Thread: Good Delimiter for copy command
Hi, What is a good delimiter to use for COPY command. Im trying to use COPY command to copy data from one table to another in 2 different databases. Can you suggest a unique delimiter that I can use for this COPY command Thanks Sharmial |
On Tue, Feb 10, 2009 at 07:07:42AM -0800, SHARMILA JOTHIRAJAH wrote: > What is a good delimiter to use for COPY command. Im trying to use > COPY command to copy data from one table to another in 2 different > databases. > Can you suggest a unique delimiter that I can use for this COPY command If you're fixed with using COPY then what about just using CSV mode? COPY table TO STDOUT WITH CSV; If not then why not use pg_dump? Sam
My data fields contains commas, tabs,'|' etc. So I cant use t hem as delimiters..so I need a unique may be non-character to use as a delimiter... -Sharmila --- On Tue, 2/10/09, Sam Mason <sam@samason.me.uk> wrote: From: Sam Mason <sam@samason.me.uk> |
On 12/02/2009 20:51, SHARMILA JOTHIRAJAH wrote: > My data fields contains commas, tabs,'|' etc. So I cant use t hem as > delimiters..so I need a unique may be non-character to use as a > delimiter... Indeed you do... and a quick RTFM reveals that you can set a character of your choice: http://www.postgresql.org/docs/8.3/interactive/sql-copy.html ...look for the "delimiter" parameter.

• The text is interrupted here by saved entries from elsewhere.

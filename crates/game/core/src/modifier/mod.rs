//! Derived-value modifier algebra.
//!
//! A [`ValueDelta`] is one named adjustment. A [`BaseModifier`] owns a base
//! value and an ordered list of deltas and folds them, in insertion order,
//! into an effective value:
//!
//! ```text
//! effective = fold(apply, deltas, base)
//! ```
//!
//! Ordering is significant: `+5` then `x2` over a base of 10 gives 30, while
//! `x2` then `+5` gives 25. Deltas are never sorted by operator.

mod base;
mod delta;
mod error;
mod value;

pub use base::{BaseModifier, CustomFn, DeltaKey, Disable};
pub use delta::{DeltaInfo, DeltaValue, ValueDelta, ValueDeltaData, ValueDeltaOperator};
pub use error::{DeltaError, ModifierError};
pub use value::ValueModifier;

use serde_json::Value;

/// Renders a number the way persisted documents expect: integral values
/// without a fractional part.
pub(crate) fn number_json(n: f64) -> Value {
    if n.fract() == 0.0 && n.abs() < 9.0e15 {
        Value::from(n as i64)
    } else {
        Value::from(n)
    }
}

Ray. ------------------------------------------------------------------ Raymond O'Donnell, Director of Music, Galway Cathedral, Ireland rod@iol.ie Galway Cathedral Recitals: http://www.galwaycathedral.org/recitals ------------------------------------------------------------------
On Thu, Feb 12, 2009 at 2:51 PM, SHARMILA JOTHIRAJAH <sharmi_jo@yahoo.com> wrote:
My data fields contains commas, tabs,'|' etc. So I cant use t hem as delimiters..so I need a unique may be non-character to use as a delimiter...
-Sharmila
How are you backing up your data? If your backup method deals appropriately with the characters mentioned above, then backup the data and reload them into the other tables.
If your backup method does not deal appropriately with the characters you mention, you may have larger problems on your hands.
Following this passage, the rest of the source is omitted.